Derry's factory girls: 'A window into the adult world'
Loud and clear, the sound of whirring horns bounced off the city's walls, warning its inhabitants that it was time to get to work.
The Londonderry skyline was dominated by uniform red brick buildings and the streets bustled with the sights and sounds of industry.
Home to 44 shirt factories, Derry was a world leader in shirt production and the city's factory girls were the driving force.
Their story is one of friendship, feminism and resilience.
Decades ahead of their time, most of the 18,000 people employed in the shirt factories were women, their days spent sewing and their nights dancing.
One woman who lived her life by the shirt factory horn was Anne Lavery.
Just 15 years old when she started in Hogg and Mitchell's, she said the women working there welcomed her as they would their own daughter.
"Sometimes you go into a place, and you think, 'this is it, this is where I'm meant to be'," she said.
"We'll never forget the work that we did, the friends we made and the joy we had.
"We were factory girls and that was a gift, there will never be factory girls again, not the way we were."
Derry's factory girls were setting standards as the first female workforce in Ireland to be unionised and thought nothing of working 12-hour days while raising a family.
"I worked with a woman who had seven children and she would have been back at her work two or three weeks after having them" said Irene McCarron.
"We want people to recognise just how important the women's money was to the city at that time."
The names of Scott's, Rosemount, the City Factory, and Tillie and Henderson's were as familiar throughout the city as the women who worked in them.
For the young girls who entered the factory gates, it was a window into the adult world.
They would learn to sew some of the highest quality shirts in the world, but they also learned to jive, roll their hair, keep secrets, and, most importantly for them, form friendships that would last decades.
Mary White looks at home standing in what would have been the third floor parlour room of the Rosemount Factory.
It was here, on a windowsill overlooking Brooke Park, that Mary forged her friendships.
"This would have been off the main sewing room, it would have been all machines and the noise would have deafened you as soon as you walked in.
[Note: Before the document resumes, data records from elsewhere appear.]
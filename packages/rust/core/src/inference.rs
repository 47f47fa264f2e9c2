//! Text-generation boundary.
//!
//! The extraction engine talks to an [`InferenceClient`]; the default
//! implementation drives a local model CLI as a child process.

use std::process::Stdio;
use std::time::Duration;

use async_trait::async_trait;
use tokio::io::AsyncWriteExt;
use tokio::process::Command;
use tracing::{debug, info, instrument, warn};

use firmscope_shared::{FirmscopeError, InferenceConfig, Result};

/// How long the availability check may take.
const CHECK_TIMEOUT: Duration = Duration::from_secs(10);

/// Why an inference call produced no text.
#[derive(Debug, Clone, PartialEq, Eq, thiserror::Error)]
pub enum InferenceError {
    #[error("timed out after {0:?}")]
    Timeout(Duration),
    #[error("failed to start: {0}")]
    Spawn(String),
    #[error("exited with {code:?}: {stderr}")]
    Exit { code: Option<i32>, stderr: String },
    #[error("I/O error: {0}")]
    Io(String),
}

/// Capability: prompt in, free-form text out, bounded by `timeout`.
#[async_trait]
pub trait InferenceClient: Send + Sync {
    async fn infer(
        &self,
        prompt: &str,
        timeout: Duration,
    ) -> std::result::Result<String, InferenceError>;
}

// ---------------------------------------------------------------------------
// OllamaCli
// ---------------------------------------------------------------------------

/// Runs `<command> run <model>` with the prompt on stdin.
#[derive(Debug, Clone)]
pub struct OllamaCli {
    command: String,
    model: String,
}

impl OllamaCli {
    pub fn new(config: &InferenceConfig) -> Self {
        Self {
            command: config.command.clone(),
            model: config.model.clone(),
        }
    }

    pub fn model(&self) -> &str {
        &self.model
    }

    /// Verify the CLI is installed and responsive (`<command> list`).
    #[instrument(skip(self), fields(command = %self.command))]
    pub async fn check_available(&self) -> Result<()> {
        let output = Command::new(&self.command)
            .arg("list")
            .stdin(Stdio::null())
            .stdout(Stdio::piped())
            .stderr(Stdio::piped())
            .kill_on_drop(true)
            .output();

        let output = tokio::time::timeout(CHECK_TIMEOUT, output)
            .await
            .map_err(|_| {
                FirmscopeError::config(format!(
                    "`{} list` did not answer within {CHECK_TIMEOUT:?}",
                    self.command
                ))
            })?
            .map_err(|e| {
                FirmscopeError::config(format!(
                    "failed to run `{} list`: {e}. Is `{}` installed?",
                    self.command, self.command
                ))
            })?;

        if !output.status.success() {
            return Err(FirmscopeError::config(format!(
                "`{} list` failed: {}",
                self.command,
                String::from_utf8_lossy(&output.stderr).trim()
            )));
        }

        let listing = String::from_utf8_lossy(&output.stdout);
        if !listing.contains(&self.model) {
            warn!(model = %self.model, "model not listed locally; the first call may pull it");
        }
        info!("inference CLI available");
        Ok(())
    }
}

#[async_trait]
impl InferenceClient for OllamaCli {
    #[instrument(skip(self, prompt), fields(model = %self.model, prompt_len = prompt.len()))]
    async fn infer(
        &self,
        prompt: &str,
        timeout: Duration,
    ) -> std::result::Result<String, InferenceError> {
        let mut child = Command::new(&self.command)
            .arg("run")
            .arg(&self.model)
            .stdin(Stdio::piped())
            .stdout(Stdio::piped())
            .stderr(Stdio::piped())
            .kill_on_drop(true)
            .spawn()
            .map_err(|e| InferenceError::Spawn(format!("{}: {e}", self.command)))?;

        let mut stdin = child
            .stdin
            .take()
            .ok_or_else(|| InferenceError::Io("stdin not captured".into()))?;
        let prompt = prompt.to_owned();
        let feed = async move {
            stdin.write_all(prompt.as_bytes()).await?;
            stdin.shutdown().await
        };

        // Dropping the child on timeout kills it.
        let run = async move {
            let (fed, output) = tokio::join!(feed, child.wait_with_output());
            if let Err(e) = fed {
                debug!(error = %e, "prompt write ended early");
            }
            output
        };
        let output = tokio::time::timeout(timeout, run)
            .await
            .map_err(|_| InferenceError::Timeout(timeout))?
            .map_err(|e| InferenceError::Io(e.to_string()))?;

        if !output.status.success() {
            return Err(InferenceError::Exit {
                code: output.status.code(),
                stderr: String::from_utf8_lossy(&output.stderr).trim().to_string(),
            });
        }

        let text = String::from_utf8_lossy(&output.stdout).into_owned();
        debug!(response_len = text.len(), "inference complete");
        Ok(text)
    }
}

#[cfg(test)]
mod tests {
    use super::*;

    fn cli(command: &str) -> OllamaCli {
        OllamaCli::new(&InferenceConfig {
            command: command.into(),
            ..Default::default()
        })
    }

    /// Executable shell script standing in for the model CLI.
    #[cfg(unix)]
    fn fake_cli(dir: &tempfile::TempDir, body: &str) -> OllamaCli {
        use std::io::Write;
        use std::os::unix::fs::PermissionsExt;

        let path = dir.path().join("fake-model");
        let mut file = std::fs::File::create(&path).unwrap();
        writeln!(file, "#!/bin/sh\n{body}").unwrap();
        file.sync_all().unwrap();
        drop(file);
        std::fs::set_permissions(&path, std::fs::Permissions::from_mode(0o755)).unwrap();
        cli(path.to_str().unwrap())
    }

    #[tokio::test]
    async fn missing_binary_is_a_spawn_error() {
        let client = cli("firmscope-no-such-binary");
        let err = client
            .infer("prompt", Duration::from_secs(5))
            .await
            .unwrap_err();
        assert!(matches!(err, InferenceError::Spawn(_)));
    }

    #[tokio::test]
    async fn missing_binary_fails_the_check() {
        let err = cli("firmscope-no-such-binary")
            .check_available()
            .await
            .unwrap_err();
        assert!(err.to_string().contains("firmscope-no-such-binary"));
    }

    #[cfg(unix)]
    #[tokio::test]
    async fn prompt_is_sent_on_stdin() {
        let dir = tempfile::tempdir().unwrap();
        let client = fake_cli(&dir, "cat");
        let text = client
            .infer("{\"company_name\": \"Acme\"}", Duration::from_secs(10))
            .await
            .expect("script echoes stdin");
        assert_eq!(text, "{\"company_name\": \"Acme\"}");
    }

    #[cfg(unix)]
    #[tokio::test]
    async fn slow_process_times_out() {
        let dir = tempfile::tempdir().unwrap();
        let err = fake_cli(&dir, "sleep 5")
            .infer("prompt", Duration::from_millis(200))
            .await
            .unwrap_err();
        assert_eq!(err, InferenceError::Timeout(Duration::from_millis(200)));
    }

    #[cfg(unix)]
    #[tokio::test]
    async fn non_zero_exit_is_reported() {
        let dir = tempfile::tempdir().unwrap();
        let err = fake_cli(&dir, "echo 'model not found' >&2\nexit 3")
            .infer("prompt", Duration::from_secs(10))
            .await
            .unwrap_err();
        assert_eq!(
            err,
            InferenceError::Exit {
                code: Some(3),
                stderr: "model not found".into()
            }
        );
    }
}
I was terrified when I first heard it.
"The parlour, or the bathroom, is where they would have taught you to jive.
"If you were worried you could come in here and the older women would have gave you advice and there would have been another three or four people sitting up on the windowsill, having a smoke and telling the bars from the weekend."
For anyone not from Derry, 'the bars' is a collective term for gossip, craic or news.
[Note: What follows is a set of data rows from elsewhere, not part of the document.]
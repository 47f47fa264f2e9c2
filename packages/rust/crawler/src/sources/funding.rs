//! Funding-database organization profile (embedded JSON-LD).

use std::sync::{Arc, LazyLock};

use async_trait::async_trait;
use scraper::{Html, Selector};
use serde::Serialize;
use serde_json::Value;
use tracing::{debug, instrument};

use firmscope_shared::{CompanyQuery, SourceName, SourceResult};

use super::{SearchEngine, SourceFetcher};
use crate::client::Transport;

static LD_JSON: LazyLock<Selector> = LazyLock::new(|| {
    Selector::parse(r#"script[type="application/ld+json"]"#).expect("static selector")
});

#[derive(Debug, Serialize)]
struct FundingProfile {
    url: String,
    data: Value,
}

/// First JSON-LD block that parses, or an empty object.
fn extract_ld_json(html: &str) -> Value {
    let doc = Html::parse_document(html);
    doc.select(&LD_JSON)
        .find_map(|script| {
            let raw = script.text().collect::<String>();
            serde_json::from_str::<Value>(raw.trim()).ok()
        })
        .unwrap_or_else(|| Value::Object(Default::default()))
}

/// Looks the company up in the funding database.
#[derive(Debug, Clone)]
pub struct FundingFetcher {
    engine: SearchEngine,
    transport: Arc<Transport>,
    domain: String,
    marker: String,
}

impl FundingFetcher {
    pub fn new(engine: SearchEngine, transport: Arc<Transport>, domain: &str, marker: &str) -> Self {
        Self {
            engine,
            transport,
            domain: domain.to_string(),
            marker: marker.to_string(),
        }
    }
}

#[async_trait]
impl SourceFetcher for FundingFetcher {
    fn name(&self) -> SourceName {
        SourceName::FundingDatabase
    }

    #[instrument(skip_all, fields(company = %query.name, source = "funding-database"))]
    async fn fetch(&self, query: &CompanyQuery) -> SourceResult {
        let terms = format!("{} site:{}", query.name, self.domain);
        let Some(url) = self.engine.find_profile(&terms, &self.marker).await else {
            debug!("no organization profile found");
            return SourceResult::Absent;
        };
        let Some(body) = self.transport.fetch_text(&url).await else {
            return SourceResult::Absent;
        };
        SourceResult::structured(&FundingProfile {
            data: extract_ld_json(&body),
            url,
        })
    }
}
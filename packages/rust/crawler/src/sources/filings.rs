//! Regulatory filings registry: company search, filing index, documents.

use std::sync::{Arc, LazyLock};

use async_trait::async_trait;
use regex::Regex;
use scraper::Html;
use serde::Serialize;
use tracing::{debug, instrument};
use url::Url;

use firmscope_shared::{CompanyQuery, SourceName, SourceResult};

use super::SourceFetcher;
use crate::client::{Transport, url_with_query};
use crate::text::{document_lines, truncate_chars};

/// Filing types collected from the index, in priority order.
const FILING_TYPES: [&str; 4] = ["10-K", "10-Q", "8-K", "S-1"];
/// Document links kept per filing type.
const PER_TYPE: usize = 2;
/// Documents fetched per company.
const MAX_DOCUMENTS: usize = 3;
/// Character cap for each document's text.
const DOCUMENT_CHARS: usize = 50_000;

static CIK: LazyLock<Regex> = LazyLock::new(|| Regex::new(r"CIK=(\d+)").expect("static regex"));

static FILING_LINKS: LazyLock<Vec<(&'static str, Regex)>> = LazyLock::new(|| {
    FILING_TYPES
        .iter()
        .map(|kind| {
            let pattern = format!(r#"<a href="([^"]*{}[^"]*\.htm)""#, regex::escape(kind));
            (*kind, Regex::new(&pattern).expect("static regex"))
        })
        .collect()
});

static ADDRESS: LazyLock<Regex> = LazyLock::new(|| {
    Regex::new(r"(?i)principal\s*executive\s*offices?[:\s]*([^\n]+)\n([^\n]+)\n([^\n]+)")
        .expect("static regex")
});

#[derive(Debug, Serialize)]
struct RegistryData {
    cik: String,
    filings: Vec<Filing>,
}

#[derive(Debug, Serialize)]
struct Filing {
    url: String,
    filing_type: String,
    text: String,
    #[serde(skip_serializing_if = "Option::is_none")]
    address: Option<OfficeAddress>,
}

#[derive(Debug, Clone, PartialEq, Eq, Serialize)]
struct OfficeAddress {
    line1: String,
    line2: String,
    city_state_zip: String,
}

/// First CIK on a registry search page, zero-padded to 10 digits.
fn find_cik(html: &str) -> Option<String> {
    CIK.captures(html)
        .map(|caps| format!("{:0>10}", &caps[1]))
}

/// `(filing_type, href)` pairs, at most [`PER_TYPE`] per type, in type order.
fn filing_links(index_html: &str) -> Vec<(&'static str, String)> {
    FILING_LINKS
        .iter()
        .flat_map(|(kind, pattern)| {
            pattern
                .captures_iter(index_html)
                .take(PER_TYPE)
                .map(|caps| (*kind, caps[1].to_string()))
                .collect::<Vec<_>>()
        })
        .collect()
}

/// Registered-office address: the three lines after "principal executive offices".
fn find_office_address(text: &str) -> Option<OfficeAddress> {
    ADDRESS.captures(text).map(|caps| OfficeAddress {
        line1: caps[1].trim().to_string(),
        line2: caps[2].trim().to_string(),
        city_state_zip: caps[3].trim().to_string(),
    })
}

/// Fetches filings from the registry.
#[derive(Debug, Clone)]
pub struct FilingsFetcher {
    transport: Arc<Transport>,
    base_url: String,
}

impl FilingsFetcher {
    /// `base_url` is the registry origin, e.g. `https://www.sec.gov`.
    pub fn new(transport: Arc<Transport>, base_url: &str) -> Self {
        Self {
            transport,
            base_url: base_url.trim_end_matches('/').to_string(),
        }
    }

    fn resolve(&self, href: &str) -> Option<String> {
        let base = Url::parse(&format!("{}/", self.base_url)).ok()?;
        base.join(href).ok().map(|u| u.to_string())
    }

    async fn fetch_document(&self, kind: &str, href: &str) -> Option<Filing> {
        let url = self.resolve(href)?;
        let body = self.transport.fetch_text(&url).await?;
        let text = document_lines(&Html::parse_document(&body));
        Some(Filing {
            address: find_office_address(&text),
            text: truncate_chars(&text, DOCUMENT_CHARS).to_string(),
            filing_type: kind.to_string(),
            url,
        })
    }
}

#[async_trait]
impl SourceFetcher for FilingsFetcher {
    fn name(&self) -> SourceName {
        SourceName::FilingsRegistry
    }

    #[instrument(skip_all, fields(company = %query.name, source = "filings-registry"))]
    async fn fetch(&self, query: &CompanyQuery) -> SourceResult {
        let Ok(search_url) = url_with_query(
            &format!("{}/cgi-bin/browse-edgar", self.base_url),
            &[
                ("company", query.name.as_str()),
                ("owner", "exclude"),
                ("action", "getcompany"),
            ],
        ) else {
            return SourceResult::Absent;
        };
        let Some(search_page) = self.transport.fetch_text(&search_url).await else {
            return SourceResult::Absent;
        };
        let Some(cik) = find_cik(&search_page) else {
            debug!("no CIK on registry search page");
            return SourceResult::Absent;
        };

        let index_url = format!("{}/Archives/edgar/data/{cik}/{cik}-index.html", self.base_url);
        let Some(index_page) = self.transport.fetch_text(&index_url).await else {
            return SourceResult::Absent;
        };
        let links = filing_links(&index_page);
        if links.is_empty() {
            debug!(%cik, "filing index has no recognised documents");
            return SourceResult::Absent;
        }

        let mut filings = Vec::new();
        for (kind, href) in links.iter().take(MAX_DOCUMENTS) {
            match self.fetch_document(kind, href).await {
                Some(filing) => filings.push(filing),
                None => debug!(%href, "skipping filing document"),
            }
        }
        if filings.is_empty() {
            return SourceResult::Absent;
        }

        debug!(%cik, documents = filings.len(), "filings fetched");
        SourceResult::structured(&RegistryData { cik, filings })
    }
}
It came about because of the way the women would bang the bars of their sewing machines when there was a titbit to be shared.
The industry began its gradual decline in the mid-1900s and by the 1970s the local industry was in serious trouble as business owners realised they could pay less for clothing to be stitched and shipped in from other growing economies.
Company and comradeship
The women found themselves out of work, but with a very specific skill set.
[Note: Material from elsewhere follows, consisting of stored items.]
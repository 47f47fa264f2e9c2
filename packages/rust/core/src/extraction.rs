//! Corpus → [`ExtractedRecord`] via the inference client.
//!
//! The model's reply is parsed through an ordered chain (whole text, fenced
//! code block, outermost braces), validated against the record shape, and
//! replaced by a minimal fallback record whenever any step fails.

use std::sync::{Arc, LazyLock};
use std::time::{Duration, Instant};

use regex::Regex;
use serde_json::Value;
use tracing::{info, instrument, warn};

use firmscope_crawler::truncate_chars;
use firmscope_shared::{CompanyQuery, ExtractedRecord, InferenceConfig, LocationRecord, RunContext};

use crate::inference::InferenceClient;

static FENCED_BLOCK: LazyLock<Regex> = LazyLock::new(|| {
    Regex::new(r"(?s)```(?:json|JSON)?[ \t]*\r?\n?(.*?)```").expect("static regex")
});

// ---------------------------------------------------------------------------
// Outcome
// ---------------------------------------------------------------------------

/// Step at which extraction gave up.
#[derive(Debug, Clone, Copy, PartialEq, Eq)]
pub enum ExtractionStage {
    /// The inference call timed out, failed to start, or exited non-zero.
    Inference,
    /// No JSON could be recovered from the reply.
    Parse,
    /// JSON was found but does not have the record's shape.
    Validation,
    /// The company's worker task died before producing a record.
    Worker,
}

impl std::fmt::Display for ExtractionStage {
    fn fmt(&self, f: &mut std::fmt::Formatter<'_>) -> std::fmt::Result {
        f.write_str(match self {
            Self::Inference => "inference",
            Self::Parse => "parse",
            Self::Validation => "validation",
            Self::Worker => "worker",
        })
    }
}

/// Which path produced the record.
#[derive(Debug, Clone, PartialEq, Eq)]
pub enum ExtractionOutcome {
    Extracted,
    Fallback { stage: ExtractionStage, cause: String },
}

impl ExtractionOutcome {
    pub fn is_fallback(&self) -> bool {
        matches!(self, Self::Fallback { .. })
    }
}

/// Record plus the path taken to get it.
#[derive(Debug, Clone)]
pub struct Extraction {
    pub record: ExtractedRecord,
    pub outcome: ExtractionOutcome,
}

// ---------------------------------------------------------------------------
// Engine
// ---------------------------------------------------------------------------

/// Builds prompts, calls the model, and turns its reply into a record.
#[derive(Clone)]
pub struct ExtractionEngine {
    client: Arc<dyn InferenceClient>,
    timeout: Duration,
    corpus_cap: usize,
    ctx: RunContext,
}

impl ExtractionEngine {
    pub fn new(client: Arc<dyn InferenceClient>, config: &InferenceConfig, ctx: RunContext) -> Self {
        Self {
            client,
            timeout: config.timeout(),
            corpus_cap: config.prompt_corpus_cap,
            ctx,
        }
    }

    /// Extract a record for `query` from `corpus`. Never fails: every error
    /// path yields the fallback record.
    #[instrument(
        skip_all,
        fields(run_id = %self.ctx.run_id, company = %query.name, stage = "extraction")
    )]
    pub async fn extract(&self, query: &CompanyQuery, corpus: &str) -> Extraction {
        let prompt = build_prompt(query, corpus, self.corpus_cap);
        let started = Instant::now();

        let reply = match self.client.infer(&prompt, self.timeout).await {
            Ok(reply) => reply,
            Err(e) => return fallback(query, ExtractionStage::Inference, e.to_string()),
        };
        let elapsed_ms = started.elapsed().as_millis() as u64;

        let Some(value) = parse_response(&reply) else {
            return fallback(
                query,
                ExtractionStage::Parse,
                format!("no JSON object in {} chars of output", reply.len()),
            );
        };

        match validate_record(value, query) {
            Ok(record) => {
                info!(
                    elapsed_ms,
                    locations = record.locations.len(),
                    executives = record.executives.len(),
                    "record extracted"
                );
                Extraction {
                    record,
                    outcome: ExtractionOutcome::Extracted,
                }
            }
            Err(cause) => fallback(query, ExtractionStage::Validation, cause),
        }
    }
}

impl std::fmt::Debug for ExtractionEngine {
    fn fmt(&self, f: &mut std::fmt::Formatter<'_>) -> std::fmt::Result {
        f.debug_struct("ExtractionEngine")
            .field("timeout", &self.timeout)
            .field("corpus_cap", &self.corpus_cap)
            .finish_non_exhaustive()
    }
}

pub(crate) fn fallback(query: &CompanyQuery, stage: ExtractionStage, cause: String) -> Extraction {
    warn!(company = %query.name, %stage, %cause, "extraction failed, using fallback record");
    Extraction {
        record: fallback_record(query),
        outcome: ExtractionOutcome::Fallback { stage, cause },
    }
}

// ---------------------------------------------------------------------------
// Prompt
// ---------------------------------------------------------------------------

const SCHEMA_TEMPLATE: &str = r#"{
  "company_name": "{company_name}",
  "legal_name": "official legal name if different",
  "state": "{state}",
  "country": "primary country of operation",
  "website": "official website URL",
  "industry": "primary industry",
  "founded_year": "year founded",
  "company_type": "public/private/nonprofit/etc.",
  "revenue_range": "annual revenue estimate",
  "total_employees": "total number of employees",
  "description": "company description",
  "professional_network_url": "company page on the professional network",
  "funding_profile_url": "organization profile in the funding database",
  "executives": [
    {
      "name": "executive name",
      "title": "job title",
      "email": "email if available",
      "profile_url": "personal profile URL if available"
    }
  ],
  "locations": [
    {
      "location_id": 1,
      "location_type": "Headquarters/Branch/Subsidiary/Factory/Office/etc.",
      "is_headquarters": true,
      "address_line1": "street address",
      "address_line2": "suite or floor if applicable",
      "city": "city name",
      "state_province": "state or province",
      "zip_postal": "zip or postal code",
      "country": "country name",
      "latitude": "latitude if available",
      "longitude": "longitude if available",
      "phone": "phone number if available",
      "fax": "fax number if available",
      "location_employees": "number of employees at this location",
      "year_established": "year this location was established",
      "facility_size": "square footage if available",
      "products_services": "products or services at this location",
      "source": "which source this location came from"
    }
  ],
  "source_data_quality": {
    "website": 0,
    "professional-network": 0,
    "funding-database": 0,
    "filings-registry": 0,
    "directory": 0,
    "search": 0,
    "overall": 0
  }
}"#;

const RULES: &str = "\
IMPORTANT RULES:
1. Include EVERY location mentioned in any source.
2. Include ALL available details for each location.
3. Never omit a field; if a value is missing, use null.
4. Never invent information; only use what is in the sources.
5. Include locations that have a city but no street address.
6. If no headquarters is stated, mark the most complete address as headquarters.
7. Include all executives found in any source.
8. Score each source's data quality from 0 to 100, plus an overall score.
9. Use plain strings, numbers or booleans for scalar fields, never nested objects.";

/// Full extraction prompt for `query`, embedding at most `corpus_cap`
/// characters of `corpus`.
pub fn build_prompt(query: &CompanyQuery, corpus: &str, corpus_cap: usize) -> String {
    let jurisdiction = query.jurisdiction_or_empty();
    let schema = SCHEMA_TEMPLATE
        .replace("{company_name}", &json_escape(&query.name))
        .replace("{state}", &json_escape(jurisdiction));
    let location = if jurisdiction.is_empty() {
        String::new()
    } else {
        format!(" from {jurisdiction}")
    };

    format!(
        "Extract ALL available information about \"{name}\"{location} from the data sources below.\n\n\
         Return a JSON object with exactly this structure:\n{schema}\n\n\
         {RULES}\n\n\
         DATA TO ANALYZE:\n{data}\n\n\
         Return ONLY the JSON object without any commentary or explanation.\n",
        name = query.name,
        data = truncate_chars(corpus, corpus_cap),
    )
}

/// Escape for embedding inside a JSON string literal in the template.
fn json_escape(text: &str) -> String {
    let quoted = Value::String(text.to_string()).to_string();
    quoted[1..quoted.len() - 1].to_string()
}

// ---------------------------------------------------------------------------
// Parse chain
// ---------------------------------------------------------------------------

/// Recover a JSON value from free-form model output.
///
/// Tries, in order: the whole text, the first fenced code block that parses,
/// the span from the first `{` to the last `}`. Each step only accepts a
/// JSON object; a whole reply that is a JSON string is unwrapped once.
pub fn parse_response(text: &str) -> Option<Value> {
    parse_whole(text)
        .or_else(|| parse_fenced(text))
        .or_else(|| parse_braces(text))
}

fn parse_whole(text: &str) -> Option<Value> {
    match serde_json::from_str::<Value>(text.trim()).ok()? {
        Value::String(inner) => parse_object(&inner),
        value => Some(value).filter(Value::is_object),
    }
}

fn parse_object(text: &str) -> Option<Value> {
    serde_json::from_str::<Value>(text.trim())
        .ok()
        .filter(Value::is_object)
}

fn parse_fenced(text: &str) -> Option<Value> {
    FENCED_BLOCK
        .captures_iter(text)
        .find_map(|caps| parse_object(&caps[1]))
}

fn parse_braces(text: &str) -> Option<Value> {
    let start = text.find('{')?;
    let end = text.rfind('}')?;
    if end <= start {
        return None;
    }
    parse_object(&text[start..=end])
}

// ---------------------------------------------------------------------------
// Validation / fallback
// ---------------------------------------------------------------------------

/// Check the parsed value has the record's shape and convert it.
///
/// Missing `company_name` / `state` are filled from the query.
pub fn validate_record(value: Value, query: &CompanyQuery) -> Result<ExtractedRecord, String> {
    if !value.is_object() {
        return Err(format!("expected a JSON object, found {}", json_kind(&value)));
    }

    let mut record: ExtractedRecord =
        serde_json::from_value(value).map_err(|e| format!("shape mismatch: {e}"))?;

    if record.company_name.is_none() {
        record.company_name = Some(query.name.clone());
    }
    if record.state.is_none() {
        record.state = query.jurisdiction.clone();
    }
    Ok(record)
}

fn json_kind(value: &Value) -> &'static str {
    match value {
        Value::Null => "null",
        Value::Bool(_) => "a boolean",
        Value::Number(_) => "a number",
        Value::String(_) => "a string",
        Value::Array(_) => "an array",
        Value::Object(_) => "an object",
    }
}

/// Minimal record used when extraction fails: the query plus one
/// placeholder location.
///
/// The jurisdiction lives in the company-level `state`; the placeholder's
/// `state_province` stays empty since no address is known.
pub fn fallback_record(query: &CompanyQuery) -> ExtractedRecord {
    ExtractedRecord {
        company_name: Some(query.name.clone()),
        state: query.jurisdiction.clone(),
        locations: vec![LocationRecord {
            location_id: Some("1".into()),
            location_type: Some("Unknown".into()),
            is_headquarters: None,
            source: Some("fallback".into()),
            ..Default::default()
        }],
        ..Default::default()
    }
}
Many, like Mary White, put their resilience and entrepreneurial spirit to use in setting up their own dressmaking workshops.
Surrounded by singer sewing machines rescued from long-closed factories and swathes of fabric in her home workroom, it's clear that a change of career was never on the cards.
"I would go back and work in the factories tomorrow," said Mary.
"I miss the company and comradeship.
"If there was a woman who wasn't working fast enough, you would take some of her work and help her out to make sure that she made enough money that day for her family."
Decades on from this time, most of the women are now in their 70s and 80s.
Their stories of how they worked through World Wars and decades of male unemployment, of the bonds they formed in the factories, are just memories.
With shirt factory buildings being demolished, the artwork "A Stitch In Time" being removed from Rosemount Factory and in the absence of a permanent sculpture, the women believe that their memories are the only thing left that commemorates that time.
Ms White said the women would be happy with "something simple" to commemorate their immense contribution to the city, but she doesn't believe it's something she will ever see.
"I don't think that I have much time left, none of us have. There's going to be no factory girls left."
Stories in Sound: Factory Girls will broadcast on BBC Radio Ulster and BBC Radio Foyle on Sunday 22 September at 12:30 BST.